Valgan unas breves citas de este contundente libro de más de 600 páginas que continuará sorprendiendo e interrogando a sus nuevos lectores: “No es el objetivo de este Testimonio…desmenuzar una intervención foránea en la política interna de Chile que con millones de dólares sobornó a políticos, financió prensa opositora y subvencionó conflictos patronales, porque como chileno siento vergüenza ante todo acto de impudicia moral en el que aparezca un compatriota estirando la mano para recibir el oro de Washington o de Moscú. Pero que sirva lo ocurrido para que mis ex camaradas de armas aprendan la lección del siniestro juego de la baja política, en la que imperan la malicia, la carencia de escrúpulos y el histrionismo, por sobre los principios de servicio a la comunidad y la explotación de la buena fe cívica en beneficio partidista y personal.

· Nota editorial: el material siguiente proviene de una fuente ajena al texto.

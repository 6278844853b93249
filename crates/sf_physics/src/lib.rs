// crates/sf_physics/src/lib.rs

//! SedFlow 河网更新引擎
//!
//! 模拟山区河网中的推移质与水流演进，按离散时间步推进。
//!
//! # 模块概览
//!
//! - [`grains`]: 按粒径分级与泥沙种类划分的体积向量
//! - [`strata`]: 地层柱与地层分选策略
//! - [`reach`]: 河段状态
//! - [`network`]: 河网图、边界与扫描顺序
//! - [`hydraulics`]: 流动阻力、河道几何与依赖参数
//! - [`capacity`]: 输沙能力策略与上游旁通
//! - [`modifiers`]: 变化率修正器及其四阶段协议
//! - [`flow`]: 水流与泥沙的变化率阶段
//! - [`simulation`]: 时间步驱动器
//!
//! # 每步流程
//!
//! 水流阶段 → 泥沙阶段 → 变化量计算、下传与应用 → 地层分选 → 推进时间。
//!
//! # 示例
//!
//! ```
//! use sf_physics::prelude::*;
//!
//! let reach = |id: i64, down: Option<i64>, z: f64| {
//!     let strata = LayerStack::new(vec![Grains::from_fractions(GrainKind::Normal, vec![0.1])])?;
//!     Ok::<_, SfError>(Reach::new(id, down, 100.0, z, strata).with_discharge(1.0))
//! };
//! let network = RiverNetwork::new(vec![reach(1, Some(2), 1.0)?, reach(2, None, 0.0)?])?;
//! let mut params = OverallParameters::with_diameters(vec![0.01])?;
//! params.end_time = 120.0;
//!
//! let mut sim = Simulation::new(
//!     params,
//!     network,
//!     FlowMethods::default(),
//!     vec![StrataSortingMethod::default(); 2],
//!     ChangeRateModifiers::default(),
//! )?;
//! sim.run_until_end()?;
//! assert!(sim.is_finished());
//! # Ok::<(), SfError>(())
//! ```

#![warn(missing_docs)]
#![warn(clippy::all)]

pub mod capacity;
pub mod flow;
pub mod grains;
pub mod hydraulics;
pub mod modifiers;
pub mod network;
pub mod parameters;
pub mod reach;
pub mod simulation;
pub mod strata;

// 重导出常用类型
pub use capacity::{BedloadCapacity, CapacityContext, CapacityMethod, TraversalMode};
pub use flow::{
    modify_change_rates, BedloadParams, BedloadTransport, FlowContext, FlowMethods, FlowProcess,
    UniformDischarge,
};
pub use grains::{GrainKind, Grains};
pub use hydraulics::{ChannelGeometry, EnergySlopeMethod, FlowResistance, HydraulicsMethods};
pub use modifiers::{
    ChangeRateModifier, ChangeRateModifiers, FlowCategory, ModifierContext, ModifierGroup,
    ModifierKind, ModifierParams, ModifierSlot,
};
pub use network::RiverNetwork;
pub use parameters::OverallParameters;
pub use reach::Reach;
pub use simulation::{Simulation, StepReport};
pub use strata::{LayerStack, StrataSorting, StrataSortingMethod, StrataSortingParams};

/// Prelude 模块，包含常用类型
pub mod prelude {
    pub use crate::capacity::{
        BedloadCapacity, CapacityMethod, FractionalExcessShear, HidingFunction,
        InitiationThreshold, TraversalMode, WilcockCrowe,
    };
    pub use crate::flow::{BedloadParams, FlowMethods};
    pub use crate::grains::{GrainKind, Grains};
    pub use crate::hydraulics::{
        ChannelGeometry, EnergySlopeMethod, FlowResistance, HydraulicsMethods,
    };
    pub use crate::modifiers::{
        ChangeRateModifiers, FlowCategory, InputSeries, InputTimeSeries, ModifierGroup,
        ModifierParams, RecirculateSediment, RecirculateWater, SlopeClamp,
    };
    pub use crate::network::RiverNetwork;
    pub use crate::parameters::OverallParameters;
    pub use crate::reach::Reach;
    pub use crate::simulation::{Simulation, StepReport};
    pub use crate::strata::{
        ConstantThresholdParams, LayerStack, StrataSorting, StrataSortingMethod,
        StrataSortingParams, ThresholdSortingParams, TwoLayerParams,
    };
    pub use sf_foundation::prelude::*;
}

La farsa de un poder dictatorial
La niebla se extendió sobre el campamento y la bestia, que dormita en lo íntimo del ser humano civilizado, despertó súbitamente con frenética avidez de víctimas, ante las incitaciones interesadas voceadas desde la sombra por los instigadores de siempre.
El “asilo contra la opresión” se transformó, entonces, por la magia de Circe, en el tinglado de la dictadura.

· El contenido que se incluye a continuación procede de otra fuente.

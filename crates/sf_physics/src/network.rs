// crates/sf_physics/src/network.rs

//! 河网图
//!
//! 河段按用户编号升序存放在 Arena 中，Arena 下标即 [`ReachIndex`]。
//! 每个河段至多一个下游河段；上游列表由下游链接反推。
//!
//! # 构造期验证
//!
//! 构造时一次性检查全部拓扑与数值错误，并汇总为一个错误返回：
//!
//! - 河网为空、编号重复、悬空或自指的下游链接
//! - 下游出口不是恰好一个
//! - 某条下游链在 n 步内无法到达出口（存在环）
//! - 几何或水力量非有限、长度或宽度不为正
//!
//! 编号沿下游方向不递增只产生警告，此时关闭依赖编号顺序的捷径。
//!
//! # 扫描顺序
//!
//! 按编号升序（即 Arena 顺序）逐河段处理称为扫描顺序；
//! 流量传播使用拓扑顺序（上游先于下游）。

use crate::reach::Reach;
use sf_foundation::validation::{ValidationError, ValidationReport, ValidationWarning};
use sf_foundation::{ReachIndex, SfError, SfResult};
use std::cmp::Reverse;
use std::collections::{BinaryHeap, HashMap, HashSet};
use std::ops::{Index, IndexMut};

/// 河网
#[derive(Debug, Clone)]
pub struct RiverNetwork {
    reaches: Vec<Reach>,
    downstream_margin: ReachIndex,
    upstream_margins: Vec<ReachIndex>,
    flow_order: Vec<ReachIndex>,
    monotonic: bool,
    warnings: Vec<ValidationWarning>,
}

impl RiverNetwork {
    // ========================================================================
    // 构造
    // ========================================================================

    /// 由河段列表构造，验证失败时返回汇总后的拓扑错误
    pub fn new(mut reaches: Vec<Reach>) -> SfResult<Self> {
        let warnings = Self::validate(&reaches).into_result()?;
        for warning in &warnings {
            log::warn!("{}", warning);
        }

        reaches.sort_by_key(Reach::id);
        let lookup: HashMap<i64, ReachIndex> = reaches
            .iter()
            .enumerate()
            .map(|(i, r)| (r.id(), ReachIndex::from_usize(i)))
            .collect();

        for reach in reaches.iter_mut() {
            reach.upstream.clear();
            reach.downstream = reach.downstream_id().and_then(|d| lookup.get(&d).copied());
        }
        for i in 0..reaches.len() {
            if let Some(d) = reaches[i].downstream {
                reaches[d.as_usize()].upstream.push(ReachIndex::from_usize(i));
            }
        }

        let monotonic = !warnings
            .iter()
            .any(|w| matches!(w, ValidationWarning::NonMonotonicNumbering { .. }));

        let downstream_margin = reaches
            .iter()
            .position(Reach::is_downstream_margin)
            .map(ReachIndex::from_usize)
            .ok_or_else(|| SfError::internal("验证通过的河网缺少下游出口"))?;
        let upstream_margins: Vec<ReachIndex> = reaches
            .iter()
            .enumerate()
            .filter(|(_, r)| r.is_upstream_margin())
            .map(|(i, _)| ReachIndex::from_usize(i))
            .collect();

        let flow_order = Self::topological_order(&reaches)?;

        log::debug!(
            "河网构造完成: {} 个河段, {} 个上游边界, 出口 {}",
            reaches.len(),
            upstream_margins.len(),
            reaches[downstream_margin.as_usize()].id()
        );

        Ok(Self {
            reaches,
            downstream_margin,
            upstream_margins,
            flow_order,
            monotonic,
            warnings,
        })
    }

    /// 验证河段列表，不修改任何状态
    pub fn validate(reaches: &[Reach]) -> ValidationReport {
        let mut report = ValidationReport::new();
        if reaches.is_empty() {
            report.add_error(ValidationError::EmptyNetwork);
            return report;
        }

        let mut ids = HashSet::with_capacity(reaches.len());
        for r in reaches {
            if !ids.insert(r.id()) {
                report.add_error(ValidationError::DuplicateId { reach_id: r.id() });
            }
        }

        let mut links_ok = true;
        for r in reaches {
            if let Some(d) = r.downstream_id() {
                if d == r.id() {
                    report.add_error(ValidationError::SelfLink { reach_id: r.id() });
                    links_ok = false;
                } else if !ids.contains(&d) {
                    report.add_error(ValidationError::DanglingLink {
                        reach_id: r.id(),
                        target: d,
                    });
                    links_ok = false;
                } else if d < r.id() {
                    report.add_warning(ValidationWarning::NonMonotonicNumbering {
                        upstream_id: r.id(),
                        downstream_id: d,
                    });
                }
            }
            Self::validate_values(r, &mut report);
        }

        let outlets = reaches.iter().filter(|r| r.downstream_id().is_none()).count();
        if outlets != 1 {
            report.add_error(ValidationError::DownstreamMarginCount { count: outlets });
        }

        if links_ok && !report.has_errors() {
            let next: HashMap<i64, Option<i64>> =
                reaches.iter().map(|r| (r.id(), r.downstream_id())).collect();
            let limit = reaches.len();
            for r in reaches {
                let mut current = r.downstream_id();
                let mut hops = 0;
                while let Some(id) = current {
                    hops += 1;
                    if hops > limit {
                        report.add_error(ValidationError::UnterminatedChain { reach_id: r.id() });
                        break;
                    }
                    current = next.get(&id).copied().flatten();
                }
            }
        }

        report
    }

    fn validate_values(r: &Reach, report: &mut ValidationReport) {
        let id = r.id();
        let finite = [
            ("length", r.length),
            ("elevation", r.elevation),
            ("channel_width", r.channel_width),
            ("max_water_depth", r.max_water_depth),
            ("discharge", r.discharge),
        ];
        for (field, value) in finite {
            if !value.is_finite() {
                report.add_error(ValidationError::NonFinite {
                    field,
                    reach_id: id,
                    value,
                });
            }
        }
        for (field, value) in [("length", r.length), ("channel_width", r.channel_width)] {
            if value.is_finite() && value <= 0.0 {
                report.add_error(ValidationError::OutOfRange {
                    field,
                    reach_id: id,
                    value,
                    min: 0.0,
                });
            }
        }
        for (field, value) in [
            ("max_water_depth", r.max_water_depth),
            ("discharge", r.discharge),
        ] {
            if value < 0.0 {
                report.add_error(ValidationError::OutOfRange {
                    field,
                    reach_id: id,
                    value,
                    min: 0.0,
                });
            }
        }
        if r.downstream_id().is_some() && r.strata.total_volume() <= 0.0 {
            report.add_warning(ValidationWarning::EmptyStrata { reach_id: id });
        }
    }

    /// Kahn 拓扑排序，上游先于下游；可选河段中总取下标最小者，
    /// 编号单调时结果与扫描顺序一致
    fn topological_order(reaches: &[Reach]) -> SfResult<Vec<ReachIndex>> {
        let mut pending: Vec<usize> = reaches.iter().map(|r| r.upstream.len()).collect();
        let mut ready: BinaryHeap<Reverse<usize>> = reaches
            .iter()
            .enumerate()
            .filter(|(_, r)| r.is_upstream_margin())
            .map(|(i, _)| Reverse(i))
            .collect();
        let mut order = Vec::with_capacity(reaches.len());
        while let Some(Reverse(i)) = ready.pop() {
            order.push(ReachIndex::from_usize(i));
            if let Some(d) = reaches[i].downstream {
                pending[d.as_usize()] -= 1;
                if pending[d.as_usize()] == 0 {
                    ready.push(Reverse(d.as_usize()));
                }
            }
        }
        if order.len() != reaches.len() {
            return Err(SfError::topology("河网存在环，无法确定拓扑顺序"));
        }
        Ok(order)
    }

    // ========================================================================
    // 访问
    // ========================================================================

    /// 河段数量
    #[inline]
    pub fn len(&self) -> usize {
        self.reaches.len()
    }

    /// 是否为空（构造保证非空）
    #[inline]
    pub fn is_empty(&self) -> bool {
        self.reaches.is_empty()
    }

    /// 按扫描顺序的全部河段
    #[inline]
    pub fn reaches(&self) -> &[Reach] {
        &self.reaches
    }

    /// 按扫描顺序的全部河段（可变）
    #[inline]
    pub fn reaches_mut(&mut self) -> &mut [Reach] {
        &mut self.reaches
    }

    /// 按索引获取河段
    #[inline]
    pub fn get(&self, idx: ReachIndex) -> Option<&Reach> {
        idx.to_option().and_then(|i| self.reaches.get(i))
    }

    /// 扫描顺序的索引
    pub fn indices(&self) -> impl Iterator<Item = ReachIndex> + '_ {
        (0..self.reaches.len()).map(ReachIndex::from_usize)
    }

    /// 按用户编号查找索引
    pub fn index_of(&self, id: i64) -> Option<ReachIndex> {
        self.reaches
            .binary_search_by_key(&id, Reach::id)
            .ok()
            .map(ReachIndex::from_usize)
    }

    /// 下游出口
    #[inline]
    pub fn downstream_margin(&self) -> ReachIndex {
        self.downstream_margin
    }

    /// 上游边界
    #[inline]
    pub fn upstream_margins(&self) -> &[ReachIndex] {
        &self.upstream_margins
    }

    /// 拓扑顺序（上游先于下游）
    #[inline]
    pub fn flow_order(&self) -> &[ReachIndex] {
        &self.flow_order
    }

    /// 编号是否沿下游方向递增
    #[inline]
    pub fn is_monotonic(&self) -> bool {
        self.monotonic
    }

    /// 构造期警告
    #[inline]
    pub fn warnings(&self) -> &[ValidationWarning] {
        &self.warnings
    }

    // ========================================================================
    // 查询
    // ========================================================================

    /// 沿下游链接查找出口，步数上限为河段数
    pub fn find_downstream_margin(&self, from: ReachIndex) -> SfResult<ReachIndex> {
        SfError::check_index("ReachIndex", from.as_usize(), self.len())?;
        let mut current = from;
        for _ in 0..=self.len() {
            match self[current].downstream {
                Some(next) => current = next,
                None => return Ok(current),
            }
        }
        Err(SfError::topology(format!(
            "从河段 {} 出发无法到达下游出口",
            self[from].id()
        )))
    }

    /// 上游河段的流量之和
    pub fn inflow(&self, idx: ReachIndex) -> f64 {
        self[idx]
            .upstream
            .iter()
            .map(|&u| self[u].discharge)
            .sum()
    }

    /// 全河网地层柱总体积 [m³]
    pub fn total_sediment_volume(&self) -> f64 {
        self.reaches.iter().map(Reach::sediment_volume).sum()
    }

    /// 同时可变借用两个不同河段
    pub(crate) fn pair_mut(&mut self, a: ReachIndex, b: ReachIndex) -> (&mut Reach, &mut Reach) {
        let (ai, bi) = (a.as_usize(), b.as_usize());
        assert_ne!(ai, bi, "pair_mut 需要两个不同的河段");
        if ai < bi {
            let (left, right) = self.reaches.split_at_mut(bi);
            (&mut left[ai], &mut right[0])
        } else {
            let (left, right) = self.reaches.split_at_mut(ai);
            (&mut right[0], &mut left[bi])
        }
    }
}

impl Index<ReachIndex> for RiverNetwork {
    type Output = Reach;

    #[inline]
    fn index(&self, idx: ReachIndex) -> &Reach {
        &self.reaches[idx.as_usize()]
    }
}

impl IndexMut<ReachIndex> for RiverNetwork {
    #[inline]
    fn index_mut(&mut self, idx: ReachIndex) -> &mut Reach {
        &mut self.reaches[idx.as_usize()]
    }
}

Toda dictadura es oprobiosa y deprimente, porque representa a una minoría entronizada por la fuerza en el poder.
Todo régimen dictatorial, para mantener su inestable equilibrio, debe recurrir a métodos de barbarie que angustian al espíritu ciudadano y repugnan a las conciencias limpias.
La arbitrariedad y la concupiscencia son los frutos más chocantes y habituales de un sistema caracterizado por la impunidad de una política de represión, inmersa en un estado creciente de relajación moral.
La ilusión de una dictadura es un gobierno fuerte, encubre la dramática debilidad de un gobierno sin representatividad, cuya autoridad depende de la multiplicidad de concesiones favoritistas con que satisfaga las ambiciones y apetitos de sus propios sostenedores.
El poder dictatorial es una farsa en que el propio dictador resulta un prisionero angustiado y alienado de una camarilla sin escrúpulos y prepotente, circundado, además por el infaltable anillo de venales y aduladores que profita en su propio beneficio”.
Al momento de sus asesinatos ordenados por Augusto Pinochet, el general Carlos Prats González había cumplido 59 años y Sofía Cutheberg Chiarleoni tenía 55 años de edad.